Like bookkeepers, accountants can balance your daily, weekly and monthly accounts receivable and accounts payable, but they can also provide you with invaluable tax advice and identify areas to reduce your company’s tax burden.

So with all those services in mind, the following two questions are essential to ask your CPA:

1. How Can I Maximize My Tax Deductions?

For most small business owners, tax season is a killer, a time when the looming ‘amount due’ to Uncle Sam crushes their hopes and dreams. That’s why it’s an absolute must that months before taxes are due, you ask your CPA the specific ways to maximize your tax deductions.

Most small businesses are eligible for deductions that are designed to specifically reduce their taxable income.

But a CPA is trained to dig deeper and find deductions that are not so readily evident. For example, many small business owners may not be aware that they can deduct a portion of their startup costs, and amortize any amount that exceeds the IRS’s maximum.

This is something that a CPA would know, but by asking this question, you will ensure that your business receives all the deductions for what it is eligible.

2. What Type of Business Structure Is Best For My Company?

Establishing the right business structure can make or break your company? Why? Because there is a world of difference – especially in tax liability and legal liability – between opening an limited liability corporation (LLC), a C-corp., an S-corp, partnership, or a sole proprietorship.

For example, your CPA will know that a sole proprietorship is best if you intend to run your business by yourself for the foreseeable future. With a sole proprietorship, your business will only be taxed once, unlike with some of the other structures, but you are responsible for any liabilities your company incurs, which means that a vendor or business associate can sue you personally for business debts.

Your CPA may recommend a partnership if you and another person or several other people will jointly own your business. But partnerships have the same disadvantage as a sole proprietorship when it comes to your personal liability for business debt.

For maximum protection against personal liability for business debts, your CPA may recommend establishing a corporation, which also allows you to offer stocks, and avoid paying taxes on some portion of your business profits. Owning a corporation also allows you to pay yourself as an employee of your own company.

Bonus: Essential Question to Ask Your Advanced Bookkeeper (or Accountant)

Can You Provide Me With a Break-Even Analysis?

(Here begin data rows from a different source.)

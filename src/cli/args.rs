//! Command line argument definitions.

use clap::{Parser, Subcommand};
use std::path::PathBuf;

/// Release Organizer - Normalize scene release names and sort them into tv/movie folders
#[derive(Parser, Debug)]
#[command(name = "release-organizer")]
#[command(author, version, about, long_about = None)]
pub struct Cli {
    /// Enable verbose output
    #[arg(short, long, global = true)]
    pub verbose: bool,

    /// Skip catalog lookups and accept every parsed episode
    #[arg(long, global = true)]
    pub offline: bool,

    #[command(subcommand)]
    pub command: Commands,
}

#[derive(Subcommand, Debug)]
pub enum Commands {
    /// Show the parsed show info and proposed target for a file
    Parse {
        /// Path to the release file
        #[arg(value_name = "FILE")]
        file: PathBuf,
    },

    /// Rename and sort a file or every video below a directory
    Organize {
        /// File or directory to organize
        #[arg(value_name = "PATH")]
        path: PathBuf,

        /// Dry run - show what would be done
        #[arg(long)]
        dry_run: bool,

        /// Keep the scene group suffix
        #[arg(long)]
        keep_group: bool,
    },

    /// Check catalog connectivity
    Check,
}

This is a question some small business owners overlook when talking to their bookkeeper, but it is vital to the future success of your business. You may feel that this question is better suited for your CPA, but an experienced bookkeeper is usually adept at providing a break-even analysis, and generating projections based on when your business will become profitable.

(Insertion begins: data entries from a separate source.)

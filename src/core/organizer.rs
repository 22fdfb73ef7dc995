//! Full organize pipeline.
//!
//! Strips release tags, normalizes the episode code, classifies the file and
//! routes it into `tv/` or `movie/`.

use crate::core::tags::ReleaseTag;
use crate::core::{classifier, normalizer, router, tags};
use crate::models::config::OrganizeConfig;
use crate::models::media::{MediaFile, MediaKind, ShowInfo};
use crate::services::catalog::Catalog;
use crate::Result;
use serde::Serialize;
use std::path::{Path, PathBuf};

/// Which pipeline steps to run.
#[derive(Debug, Clone)]
pub struct OrganizeOptions {
    /// Drop the scene group suffix.
    pub strip_group: bool,
    /// Release tags to strip, in order.
    pub strip_tags: Vec<ReleaseTag>,
    /// Confirm episodes against the catalog before treating a file as a show.
    pub validate: bool,
}

impl Default for OrganizeOptions {
    fn default() -> Self {
        Self::from(&OrganizeConfig::default())
    }
}

impl From<&OrganizeConfig> for OrganizeOptions {
    fn from(config: &OrganizeConfig) -> Self {
        Self {
            strip_group: config.strip_group,
            strip_tags: config.strip_tags.clone(),
            validate: config.validate,
        }
    }
}

/// Result of organizing one file.
#[derive(Debug, Clone, Serialize)]
pub struct Outcome {
    /// Path before organizing.
    pub source: PathBuf,
    /// Path after organizing.
    pub target: PathBuf,
    /// Bucket the file was routed into.
    pub kind: MediaKind,
    /// Parsed show info, [`ShowInfo::none`] for movies.
    pub show: ShowInfo,
}

impl Outcome {
    /// Whether the file ends up somewhere else.
    pub fn is_move(&self) -> bool {
        self.source != self.target
    }
}

/// Run the whole pipeline on a file, committing each step.
pub fn organize(
    file: &mut MediaFile,
    catalog: &dyn Catalog,
    options: &OrganizeOptions,
) -> Result<Outcome> {
    let source = file.path();

    if options.strip_group {
        tags::remove_group(file)?;
    }
    tags::remove_tags(file, &options.strip_tags)?;
    normalizer::normalize_episode_code(file)?;

    let show = if options.validate {
        classifier::get_show_info(file, catalog)?
    } else {
        classifier::parse_show_info(file.stem())
    };

    let kind = if show.is_show() {
        MediaKind::Tv
    } else {
        MediaKind::Movie
    };
    router::route(file, kind)?;

    Ok(Outcome {
        source,
        target: file.path(),
        kind,
        show,
    })
}

/// Organize an existing file on disk.
pub fn organize_path(
    path: &Path,
    catalog: &dyn Catalog,
    options: &OrganizeOptions,
) -> Result<Outcome> {
    let mut file = MediaFile::open(path)?;
    let outcome = organize(&mut file, catalog, options)?;
    tracing::info!(
        "{} -> {} ({})",
        outcome.source.display(),
        outcome.target.display(),
        outcome.kind
    );
    Ok(outcome)
}

/// Compute where a file would go without touching disk.
pub fn propose(path: &Path, catalog: &dyn Catalog, options: &OrganizeOptions) -> Result<Outcome> {
    let mut file = MediaFile::detached(path)?;
    organize(&mut file, catalog, options)
}
//! Core business logic modules.

pub mod classifier;
pub mod normalizer;
pub mod organizer;
pub mod router;
pub mod scanner;
pub mod tags;
//! Data models.

pub mod config;
pub mod media;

Your break-even point is the point at which your company is not making money, but not losing money either.

Why is this important? Because knowing your break-even point gives you a goal to shoot for, because everything above that point is profit for your business, which is the whole idea, right?

But you notice that this question isn’t: “What is my break-even point?” That’s because knowing your break-even point is just the beginning.

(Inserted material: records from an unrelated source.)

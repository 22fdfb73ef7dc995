//! Media-related data models.

use crate::utils::fs;
use crate::{Error, Result};
use serde::{Deserialize, Serialize};
use std::path::{Path, PathBuf};

/// Classification bucket a file is routed into.
#[derive(Debug, Clone, Copy, PartialEq, Eq, Serialize, Deserialize)]
#[serde(rename_all = "lowercase")]
pub enum MediaKind {
    Movie,
    Tv,
}

impl MediaKind {
    /// Directory segment the router appends for this kind.
    pub fn dir_name(&self) -> &'static str {
        match self {
            MediaKind::Movie => "movie",
            MediaKind::Tv => "tv",
        }
    }
}

impl std::fmt::Display for MediaKind {
    fn fmt(&self, f: &mut std::fmt::Formatter<'_>) -> std::fmt::Result {
        write!(f, "{}", self.dir_name())
    }
}

/// Show identity parsed from a normalized stem.
///
/// A file that is not an episode (or whose episodes were rejected by the
/// catalog) is represented by [`ShowInfo::none`].
#[derive(Debug, Clone, Default, PartialEq, Eq, Serialize, Deserialize)]
pub struct ShowInfo {
    /// Series name with surrounding dots trimmed, e.g. `test.tv`.
    pub name: Option<String>,
    /// Two-digit season without the `s` marker.
    pub season: Option<String>,
    /// Two-digit episodes in file order, without the `e` markers.
    pub episodes: Vec<String>,
}

impl ShowInfo {
    /// The movie/unparseable sentinel.
    pub fn none() -> Self {
        Self::default()
    }

    /// Whether a show, season and at least one episode were found.
    pub fn is_show(&self) -> bool {
        self.name.is_some() && self.season.is_some() && !self.episodes.is_empty()
    }
}

impl std::fmt::Display for ShowInfo {
    fn fmt(&self, f: &mut std::fmt::Formatter<'_>) -> std::fmt::Result {
        let quote = |v: &Option<String>| match v {
            Some(s) => format!("\"{}\"", s),
            None => "None".to_string(),
        };
        let episodes: Vec<String> = self.episodes.iter().map(|e| format!("\"{}\"", e)).collect();
        write!(
            f,
            "({}, {}, [{}])",
            quote(&self.name),
            quote(&self.season),
            episodes.join(", ")
        )
    }
}

/// A release file tracked as directory, stem and extension.
///
/// Mutations through [`MediaFile::set_stem`] and [`MediaFile::set_directory`]
/// are staged; [`MediaFile::commit`] moves the file on disk so that
/// [`MediaFile::path`] names it again. Detached files never touch disk.
#[derive(Debug, Clone, PartialEq, Eq)]
pub struct MediaFile {
    directory: PathBuf,
    stem: String,
    extension: String,
    /// Where the file currently lives; `None` for detached files.
    on_disk: Option<PathBuf>,
}

impl MediaFile {
    /// Track an existing file. Commits rename it on disk.
    pub fn open(path: &Path) -> Result<Self> {
        if !path.is_file() {
            return Err(Error::PathNotFound(path.display().to_string()));
        }
        let mut file = Self::detached(path)?;
        file.on_disk = Some(file.path());
        Ok(file)
    }

    /// Track a path without touching disk, for dry runs and proposals.
    pub fn detached(path: &Path) -> Result<Self> {
        let invalid = || Error::InvalidPath(path.display().to_string());

        let stem = path.file_stem().and_then(|s| s.to_str()).ok_or_else(invalid)?;
        let extension = match path.extension() {
            Some(ext) => format!(".{}", ext.to_str().ok_or_else(invalid)?),
            None => String::new(),
        };
        let directory = path
            .parent()
            .map(|p| p.to_path_buf())
            .unwrap_or_default();

        Ok(Self {
            directory,
            stem: stem.to_string(),
            extension,
            on_disk: None,
        })
    }

    /// Containing directory, without a trailing separator.
    pub fn directory(&self) -> &Path {
        &self.directory
    }

    /// Filename without extension.
    pub fn stem(&self) -> &str {
        &self.stem
    }

    /// Extension including the leading dot, or empty.
    pub fn extension(&self) -> &str {
        &self.extension
    }

    /// Filename with extension.
    pub fn file_name(&self) -> String {
        format!("{}{}", self.stem, self.extension)
    }

    /// Full path the file should occupy.
    pub fn path(&self) -> PathBuf {
        self.directory.join(self.file_name())
    }

    /// Scene group: everything after the first `-` in the stem.
    pub fn scene_group(&self) -> &str {
        self.stem.split_once('-').map(|(_, group)| group).unwrap_or("")
    }

    /// Whether commits move a real file.
    pub fn is_backed(&self) -> bool {
        self.on_disk.is_some()
    }

    /// Whether a staged change has not been committed yet.
    pub fn is_dirty(&self) -> bool {
        self.on_disk.as_ref().is_some_and(|p| *p != self.path())
    }

    /// Stage a new stem.
    pub fn set_stem<S: Into<String>>(&mut self, stem: S) -> Result<()> {
        let stem = stem.into();
        if stem.is_empty() || stem.contains('/') || stem.contains(std::path::MAIN_SEPARATOR) {
            return Err(Error::InvalidPath(stem));
        }
        self.stem = stem;
        Ok(())
    }

    /// Replace the stem and commit, skipping unchanged stems.
    pub fn update_stem<S: Into<String>>(&mut self, stem: S) -> Result<()> {
        let stem = stem.into();
        if stem != self.stem {
            tracing::debug!("Stem {} -> {}", self.stem, stem);
            self.set_stem(stem)?;
        }
        self.commit()
    }

    /// Stage a new containing directory.
    pub fn set_directory<P: Into<PathBuf>>(&mut self, directory: P) {
        self.directory = directory.into();
    }

    /// Move the file on disk to match the staged directory and stem.
    ///
    /// The destination directory must already exist.
    pub fn commit(&mut self) -> Result<()> {
        let target = self.path();
        let Some(current) = self.on_disk.as_ref() else {
            return Ok(());
        };
        if *current == target {
            return Ok(());
        }
        if target.exists() {
            return Err(Error::FileAlreadyExists(target.display().to_string()));
        }

        tracing::debug!("Moving {} to {}", current.display(), target.display());
        fs::move_file(current, &target)?;
        self.on_disk = Some(target);
        Ok(())
    }
}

A bookkeeper with a more advanced financial background should be able to provide you with a break-even point analysis that tells you how your business can start generating profits.

This may include increasing spending in one area of your business, investing in new equipment and new technology, trimming your payroll, and collecting monies due from vendors in a more efficient way.

These questions can help boost the profitability of your business, and lead to a more efficient business process. They can also help you identify weaknesses in your business plan, and identify areas of overspending – or in some cases, even underspending.

Obviously, these are not the only questions you can ask a bookkeeper or a CPA, but they are the most important in terms of your bottom line, and a great place to start. The more you work with your bookkeeper and CPA, you’ll discover the best way to leverage their areas of expertise and support the growth of your business.